I had to create a small personal website. As a big fan of the Jamstack, I like to use a static website generator like next.js, gatsby or hugo. Before I typically deployed this generated website on Azure Blob storage as a really cheap way to host a static website. But with the introduction of Azure Static Web Apps, it is time to give them a try…
Create a Gatsby static website
There is a large list of available website generators, but as I like GraphQL a lot, I decided to use Gatsby.
First install the gatsby cli:
npm install -g gatsby-cli
Now you can create a new website on your local machine using one of the available themes:
npx gatsby new example-app https://github.com/LekoArts/gatsby-starter-portfolio-cara
Store the website on Github
We need to store the code of our static website somewhere.
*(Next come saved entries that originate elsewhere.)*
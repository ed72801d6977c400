//! # bytecraft
//!
//! A library for byte-level record layouts described by declarative schemas.
//!
//! Define fields as fixed-width scalars, sequences, nested records or
//! selectable kinds, then pack [record::Record]s into bytes and unpack bytes
//! back into records. Fields can derive their value from other fields when left
//! unset (a length prefix computed from a payload), and sequences can read their
//! element count from a field decoded before them.
//!
//! ## Example
//!
//! ```
//! use std::sync::Arc;
//!
//! use bytecraft::field::Field;
//! use bytecraft::producer::{count_of, counted_by};
//! use bytecraft::schema::Schema;
//! use bytecraft::types::Scalar;
//! use bytecraft::value::Value;
//!
//! let schema = Arc::new(
//!     Schema::compile(&[
//!         Field::scalar("len", Scalar::U8).with_default(count_of("data")),
//!         Field::sequence("data", Scalar::U8).with_count(counted_by("len")),
//!     ])
//!     .unwrap(),
//! );
//!
//! let mut record = schema.record();
//! record.set("data", vec![1u8, 2, 3, 4]).unwrap();
//! let bytes = record.pack().unwrap();
//! assert_eq!(bytes, [0x04, 0x01, 0x02, 0x03, 0x04]);
//!
//! let parsed = schema.unpack(&bytes).unwrap();
//! assert_eq!(parsed.get("len"), Some(&Value::U64(4)));
//! ```

mod codec;
pub mod compiled;
pub mod config;
pub mod errors;
pub mod field;
pub mod producer;
pub mod record;
pub mod resolver;
pub mod schema;
pub mod types;
pub mod value;
pub mod wire;

#[cfg(feature = "serde")]
pub mod serde;
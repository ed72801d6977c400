//! JSON-deserializable schema description.
//!
//! These types describe the *shape* of a record layout. They are intended to be
//! constructed from JSON (for example a layout file shipped with your
//! application) and then converted into a [`crate::schema::Schema`] with
//! `Schema::try_from(def)`.
//!
//! Only built-in producers can be described here; layouts needing custom
//! producers or selectors are built in code with [`crate::field::Field`].
//!
//! [`Value`] and [`Record`] also implement `Serialize`, so decoded records can
//! be dumped as JSON objects in field order.

use serde::{Deserialize, Serialize, ser::SerializeMap};

use crate::{record::Record, value::Value};

/// Byte order of a scalar.
#[derive(Debug, Deserialize, Serialize, Default, Clone, Copy)]
pub enum ByteOrderDef {
    Big,
    #[default]
    Little,
    Native,
}

/// Sequence element checking on assignment.
#[derive(Debug, Deserialize, Serialize, Default, Clone, Copy)]
pub enum ElementCheckDef {
    #[default]
    Strict,
    Lenient,
}

/// Schema-wide settings.
#[derive(Debug, Deserialize, Serialize, Default, Clone)]
pub struct ConfigDef {
    #[serde(default)]
    pub byte_order: ByteOrderDef,
    #[serde(default)]
    pub element_check: ElementCheckDef,
}

/// Top-level schema definition consisting of a list of fields.
#[derive(Debug, Deserialize, Serialize, Clone)]
pub struct SchemaDef {
    /// Fields in wire order.
    pub fields: Vec<FieldDef>,
    #[serde(default)]
    pub config: Option<ConfigDef>,
}

/// Description of a single field.
#[derive(Debug, Deserialize, Serialize, Clone)]
pub struct FieldDef {
    pub name: String,
    pub kind: FieldKindDef,
    /// Value used when the field is left unset while packing.
    #[serde(default)]
    pub default: Option<DefaultDef>,
    /// Element count for sequence fields.
    #[serde(default)]
    pub count: Option<CountDef>,
}

/// Wire type of a field.
#[derive(Debug, Deserialize, Serialize, Clone)]
#[serde(tag = "type")]
pub enum FieldKindDef {
    Scalar {
        primitive: PrimitiveDef,
        #[serde(default)]
        byte_order: Option<ByteOrderDef>,
    },
    Sequence {
        element: PrimitiveDef,
        #[serde(default)]
        byte_order: Option<ByteOrderDef>,
    },
    /// Nested record; compiled with the enclosing schema's config.
    Record { fields: Vec<FieldDef> },
}

#[derive(Debug, Deserialize, Serialize, Clone, Copy)]
#[serde(rename_all = "lowercase")]
pub enum PrimitiveDef {
    U8,
    I8,
    U16,
    I16,
    U32,
    I32,
    U64,
    I64,
    F32,
    F64,
}

/// Built-in default producers.
#[derive(Debug, Deserialize, Serialize, Clone)]
pub enum DefaultDef {
    /// Element count (or size) of the named field.
    CountOf(String),
    /// Encoded byte length of the named field.
    SizeOf(String),
    Constant(ValueDef),
}

/// Built-in counts.
#[derive(Debug, Deserialize, Serialize, Clone)]
pub enum CountDef {
    Fixed(usize),
    /// Value of the named earlier field.
    CountedBy(String),
}

/// Literal value for constant defaults.
#[derive(Debug, Deserialize, Serialize, Clone)]
#[serde(untagged)]
pub enum ValueDef {
    U64(u64),
    I64(i64),
    F64(f64),
    Array(Vec<ValueDef>),
}

impl From<ValueDef> for Value {
    fn from(value: ValueDef) -> Self {
        match value {
            ValueDef::U64(v) => Value::U64(v),
            ValueDef::I64(v) => Value::I64(v),
            ValueDef::F64(v) => Value::F64(v),
            ValueDef::Array(values) => Value::array(values),
        }
    }
}

impl Serialize for Value {
    fn serialize<S: serde::Serializer>(&self, serializer: S) -> Result<S::Ok, S::Error> {
        match self {
            Value::U64(v) => serializer.serialize_u64(*v),
            Value::I64(v) => serializer.serialize_i64(*v),
            Value::F32(v) => serializer.serialize_f32(*v),
            Value::F64(v) => serializer.serialize_f64(*v),
            Value::Array(values) => values.serialize(serializer),
            Value::Record(record) => record.serialize(serializer),
        }
    }
}

impl Serialize for Record {
    fn serialize<S: serde::Serializer>(&self, serializer: S) -> Result<S::Ok, S::Error> {
        let mut map = serializer.serialize_map(Some(self.schema().len()))?;
        for (name, value) in self.iter() {
            map.serialize_entry(name, &value)?;
        }
        map.end()
    }
}
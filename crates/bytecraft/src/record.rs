//! Record: the value container bound to one schema.

use std::{fmt, sync::Arc};

use crate::{
    codec,
    errors::{ResolveError, ValueError, WriteError},
    resolver::{Mode, Resolver},
    schema::Schema,
    value::Value,
};

/// Field values of one record, kept in schema order.
///
/// Fields start unset. They are filled by [Record::set], by default producers
/// while packing or resolving, or by [Schema::unpack].
#[derive(Clone)]
pub struct Record {
    pub(crate) schema: Arc<Schema>,
    pub(crate) values: Vec<Option<Value>>,
}

impl Record {
    pub fn new(schema: &Arc<Schema>) -> Self {
        Record {
            schema: Arc::clone(schema),
            values: vec![None; schema.len()],
        }
    }

    pub fn schema(&self) -> &Arc<Schema> {
        &self.schema
    }

    /// Assigns a value after checking it against the field's type.
    pub fn set(&mut self, name: &str, value: impl Into<Value>) -> Result<(), ValueError> {
        let idx = self.index_of(name)?;
        let field = &self.schema.fields[idx];
        let value = field.accept(value.into(), self.schema.config().element_check)?;
        self.values[idx] = Some(value);

        Ok(())
    }

    /// Builder-style [Record::set].
    pub fn with(mut self, name: &str, value: impl Into<Value>) -> Result<Self, ValueError> {
        self.set(name, value)?;
        Ok(self)
    }

    /// Explicitly set (or already resolved) value of `name`.
    pub fn get(&self, name: &str) -> Option<&Value> {
        self.schema
            .index_of(name)
            .and_then(|idx| self.values[idx].as_ref())
    }

    /// Mutable access to a nested record held by `name`.
    pub fn record_mut(&mut self, name: &str) -> Option<&mut Record> {
        let idx = self.schema.index_of(name)?;
        self.values[idx].as_mut()?.as_record_mut()
    }

    pub fn is_set(&self, name: &str) -> bool {
        self.get(name).is_some()
    }

    /// Unsets `name`, returning its previous value.
    pub fn clear(&mut self, name: &str) -> Option<Value> {
        let idx = self.schema.index_of(name)?;
        self.values[idx].take()
    }

    /// Resolves `name`, running default producers as needed and keeping their results.
    ///
    /// On failure no default is kept.
    pub fn resolve(&mut self, name: &str) -> Result<Value, ResolveError> {
        self.transact(|record| Resolver::new(record, Mode::Encode).get(name))
    }

    /// Resolves `name` without storing anything in this record.
    pub fn peek(&self, name: &str) -> Result<Value, ResolveError> {
        if let Some(value) = self.get(name) {
            return Ok(value.clone());
        }

        self.clone().resolve(name)
    }

    /// Field names and values in schema order.
    pub fn iter(&self) -> impl Iterator<Item = (&str, Option<&Value>)> {
        self.schema.names().zip(self.values.iter().map(Option::as_ref))
    }

    /// Encodes the record. Defaults resolved on the way stay set afterwards,
    /// unless packing fails.
    pub fn pack(&mut self) -> Result<Vec<u8>, WriteError> {
        self.transact(|record| {
            let mut out = Vec::new();
            codec::encode_record(record, &mut out)?;
            Ok(out)
        })
    }

    /// Encodes the record into `buf` at `offset`. Returns the number of bytes written.
    ///
    /// Nothing is written, and no default is kept, if the record does not fit.
    pub fn pack_into(&mut self, buf: &mut [u8], offset: usize) -> Result<usize, WriteError> {
        self.transact(|record| {
            let mut out = Vec::new();
            codec::encode_record(record, &mut out)?;
            let available = buf.len().saturating_sub(offset);

            if out.len() > available {
                return Err(WriteError::BufferTooSmall {
                    needed: out.len(),
                    available,
                });
            }

            buf[offset..offset + out.len()].copy_from_slice(&out);
            Ok(out.len())
        })
    }

    /// Packed size in bytes. Resolves defaults the same way [Record::pack] does.
    pub fn size(&mut self) -> Result<usize, ResolveError> {
        self.transact(codec::record_len)
    }

    /// Runs `op`, unsetting again every field (nested ones included) it filled
    /// in if it fails.
    fn transact<T, E>(&mut self, op: impl FnOnce(&mut Self) -> Result<T, E>) -> Result<T, E> {
        let unset = Unset::of(self);
        let result = op(self);

        if result.is_err() {
            unset.restore(self);
        }

        result
    }

    fn index_of(&self, name: &str) -> Result<usize, ValueError> {
        self.schema
            .index_of(name)
            .ok_or_else(|| ValueError::UnknownField(name.to_string()))
    }
}

/// Which fields of a record, and of the records nested in it, hold no value.
struct Unset(Vec<Slot>);

enum Slot {
    Unset,
    Set,
    Nested(Unset),
}

impl Unset {
    fn of(record: &Record) -> Self {
        Unset(
            record
                .values
                .iter()
                .map(|value| match value {
                    None => Slot::Unset,
                    Some(Value::Record(inner)) => Slot::Nested(Unset::of(inner)),
                    Some(_) => Slot::Set,
                })
                .collect(),
        )
    }

    fn restore(&self, record: &mut Record) {
        for (slot, value) in self.0.iter().zip(record.values.iter_mut()) {
            match (slot, value) {
                (Slot::Unset, value) => *value = None,
                (Slot::Nested(inner), Some(Value::Record(nested))) => inner.restore(nested),
                _ => {}
            }
        }
    }
}

impl PartialEq for Record {
    fn eq(&self, other: &Self) -> bool {
        Arc::ptr_eq(&self.schema, &other.schema) && self.values == other.values
    }
}

impl fmt::Debug for Record {
    fn fmt(&self, f: &mut fmt::Formatter<'_>) -> fmt::Result {
        f.debug_map().entries(self.iter()).finish()
    }
}
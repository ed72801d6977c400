//! Schema-wide settings applied when fields are compiled.

use crate::types::ByteOrder;

/// How thoroughly sequence elements are checked when a value is assigned.
#[derive(Debug, Clone, Copy, PartialEq, Eq, Default)]
pub enum ElementCheck {
    /// Every element must conform to the element type and fit its width.
    #[default]
    Strict,
    /// Only the container shape is checked; bad elements surface when packing.
    Lenient,
}

/// Settings shared by every field of a schema.
#[derive(Debug, Clone, Copy, PartialEq, Eq, Default)]
pub struct SchemaConfig {
    /// Byte order for scalars that do not name one.
    pub byte_order: ByteOrder,
    pub element_check: ElementCheck,
}

impl SchemaConfig {
    pub fn new() -> Self {
        Self::default()
    }

    pub fn set_byte_order(&mut self, byte_order: ByteOrder) -> &mut Self {
        self.byte_order = byte_order;
        self
    }

    pub fn set_element_check(&mut self, element_check: ElementCheck) -> &mut Self {
        self.element_check = element_check;
        self
    }
}

#[cfg(feature = "serde")]
impl From<crate::serde::ConfigDef> for SchemaConfig {
    fn from(value: crate::serde::ConfigDef) -> Self {
        SchemaConfig {
            byte_order: value.byte_order.into(),
            element_check: match value.element_check {
                crate::serde::ElementCheckDef::Strict => ElementCheck::Strict,
                crate::serde::ElementCheckDef::Lenient => ElementCheck::Lenient,
            },
        }
    }
}
//! Backend function invocation.
//!
//! # Responsibilities
//! - POST the envelope as JSON to the configured invocation URL
//! - Bound every call with the configured timeout
//! - Classify failures so the dispatcher can fall back to a fixed 502
//!
//! # Design Decisions
//! - Exactly one attempt per request; nothing here retries
//! - HTTP error statuses from the invocation endpoint itself count as
//!   transport failures, as does a reply that is not an invocation response

use std::time::Duration;

use thiserror::Error;

use crate::config::BackendConfig;
use crate::integration::envelope::InvocationEnvelope;
use crate::integration::response::{InvocationResponse, NormalizeError};

#[derive(Debug, Error)]
pub enum InvokeError {
    #[error("backend invocation timed out after {0:?}")]
    Timeout(Duration),

    #[error("backend transport error: {0}")]
    Transport(#[source] reqwest::Error),

    #[error("backend invocation endpoint returned HTTP {0}")]
    Status(u16),

    #[error("backend reply is not an invocation response: {0}")]
    MalformedReply(#[from] serde_json::Error),

    #[error(transparent)]
    Decode(#[from] NormalizeError),
}

impl InvokeError {
    /// Short label for metrics.
    pub fn reason(&self) -> &'static str {
        match self {
            InvokeError::Timeout(_) => "timeout",
            InvokeError::Transport(_) => "transport",
            InvokeError::Status(_) => "status",
            InvokeError::MalformedReply(_) => "malformed",
            InvokeError::Decode(_) => "decode",
        }
    }
}

/// HTTP client bound to one backend function.
#[derive(Debug, Clone)]
pub struct BackendInvoker {
    client: reqwest::Client,
    url: String,
    timeout: Duration,
}

impl BackendInvoker {
    pub fn new(config: &BackendConfig) -> Result<Self, reqwest::Error> {
        let timeout = config.timeout();
        let client = reqwest::Client::builder()
            .timeout(timeout)
            .no_proxy()
            .build()?;

        Ok(Self {
            client,
            url: config.invocation_url(),
            timeout,
        })
    }

    pub fn url(&self) -> &str {
        &self.url
    }

    fn classify(&self, error: reqwest::Error) -> InvokeError {
        if error.is_timeout() {
            InvokeError::Timeout(self.timeout)
        } else {
            InvokeError::Transport(error)
        }
    }

    /// Invoke the function once and normalize its reply.
    pub async fn invoke(
        &self,
        envelope: &InvocationEnvelope,
    ) -> Result<InvocationResponse, InvokeError> {
        tracing::debug!(url = %self.url, resource = %envelope.resource, "Sending payload to backend function");

        let response = self
            .client
            .post(&self.url)
            .json(envelope)
            .send()
            .await
            .map_err(|e| self.classify(e))?;

        let status = response.status();
        tracing::debug!(status = status.as_u16(), "Received response from backend function");
        if status.is_client_error() || status.is_server_error() {
            return Err(InvokeError::Status(status.as_u16()));
        }

        let bytes = response.bytes().await.map_err(|e| self.classify(e))?;
        let normalized = InvocationResponse::from_json(&bytes)??;

        tracing::debug!(
            status_code = normalized.status_code,
            body_bytes = normalized.body.len(),
            "Normalized backend response"
        );
        Ok(normalized)
    }
}
//! Local API Gateway
//!
//! A stand-in for a managed REST API gateway in front of a single backend
//! function, built with Tokio and Axum.
//!
//! # Architecture Overview
//!
//! ```text
//!                    ┌──────────────────────────────────────────────────────┐
//!                    │                    LOCAL GATEWAY                      │
//!                    │                                                      │
//!  Client Request    │  ┌─────────┐   ┌──────────┐   ┌──────────────────┐   │
//!  ──────────────────┼─▶│  http   │──▶│ identity │──▶│ contract/routing │   │
//!                    │  │ server  │   │  (mock)  │   │  resolve + check │   │
//!                    │  └────┬────┘   └──────────┘   └────────┬─────────┘   │
//!                    │       │ OPTIONS                         ▼             │
//!                    │       ▼                         ┌──────────────────┐  │
//!                    │  ┌─────────┐                    │   integration    │  │
//!                    │  │  cors   │                    │ envelope/invoker │──┼──▶ Backend
//!                    │  └─────────┘                    └────────┬─────────┘  │    Function
//!  Client Response   │  ┌──────────┐                            ▼            │
//!  ◀─────────────────┼──│ response │◀───────────────── normalize reply ◀────┼───
//!                    │  └──────────┘                                         │
//!                    └──────────────────────────────────────────────────────┘
//! ```

use std::path::PathBuf;

use clap::Parser;
use tokio::net::TcpListener;

use local_gateway::config::{load_config, ConfigOverrides};
use local_gateway::observability::{logging, metrics};
use local_gateway::{ContractStore, GatewayServer, Shutdown};

#[derive(Parser)]
#[command(name = "local-gateway")]
#[command(about = "Local stand-in for a REST API gateway with proxy integration", long_about = None)]
struct Cli {
    /// TOML configuration file.
    #[arg(short, long)]
    config: Option<PathBuf>,

    /// Address to listen on (overrides listener.bind_address).
    #[arg(short, long)]
    bind: Option<String>,

    /// OpenAPI document path (overrides OPENAPI_FILE_PATH).
    #[arg(long)]
    contract: Option<String>,

    /// Backend function host (overrides LAMBDA_HOSTNAME).
    #[arg(long)]
    backend_host: Option<String>,

    /// Backend function port (overrides LAMBDA_PORT).
    #[arg(long)]
    backend_port: Option<u16>,

    /// Log level when RUST_LOG is not set.
    #[arg(long)]
    log_level: Option<String>,
}

#[tokio::main]
async fn main() -> Result<(), Box<dyn std::error::Error>> {
    let cli = Cli::parse();

    let overrides = ConfigOverrides {
        bind_address: cli.bind,
        contract_path: cli.contract,
        backend_hostname: cli.backend_host,
        backend_port: cli.backend_port,
        log_level: cli.log_level,
    };
    let config = load_config(cli.config.as_deref(), overrides)?;

    logging::init_logging(&config.observability)?;
    tracing::info!("local-gateway v{} starting", env!("CARGO_PKG_VERSION"));

    tracing::info!(
        bind_address = %config.listener.bind_address,
        backend = %config.backend.invocation_url(),
        contract = %config.contract.path,
        timeout_ms = config.backend.timeout_ms,
        "Configuration loaded"
    );

    if config.observability.metrics_enabled {
        match config.observability.metrics_address.parse() {
            Ok(addr) => metrics::init_metrics(addr),
            Err(_) => tracing::error!(
                metrics_address = %config.observability.metrics_address,
                "Failed to parse metrics address"
            ),
        }
    }

    let contract = ContractStore::load(&config.contract)?;

    let listener = TcpListener::bind(&config.listener.bind_address).await?;
    tracing::info!(address = %listener.local_addr()?, "Listening for connections");

    let shutdown = Shutdown::new();
    let server = GatewayServer::new(config, contract)?;
    server.run(listener, shutdown.subscribe()).await?;

    tracing::info!("Shutdown complete");
    Ok(())
}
This could be a Git repo on Azure DevOps, Github or any other Git enabled repository.
We’ll use Github in this example.
Create a new Github repository at https://github.com/new. Choose a repository name but don’t create a README.md or .gitignore file.
Open a command prompt and go to the website folder on your local machine ( example-app in my example).
Add the newly created Github repo as a remote origin:
git remote add origin https://github.com/
Let's push our code to the Github repo
git branch -M main
git push --set-upstream origin main
Create an Azure Static Web App
Almost there! We have finally arrived at the Azure part.
Go to the Azure portal at https://portal.azure.com. Click on ‘Create a resource’ at the top.
In the search field enter ‘Static Web App’ and hit <enter>. You’ll arrive at the following screen:
Click Create. Now you arrive at the creation screen where you have to enter a lot of details. Select a subscription and resource group and enter a name for your static web app. We choose the free tier and a region close to us.
As a last step we choose Github as our source. Now we need to authenticate with Github. Therefore click on Signin with Github to login with our Github credentials.
Click on Authorize Azure-App-Service-Static-Web-Apps to grant the necessary permissions to Azure to manipulate our Github repo.
Now we need the Github repository and branch that should be used.
As a last step we can select the Gatsby presets from the Build Presets menu. This will create a default Github Actions workflow for us.
Now click on Review+Create and Create to create our Azure Static Web App.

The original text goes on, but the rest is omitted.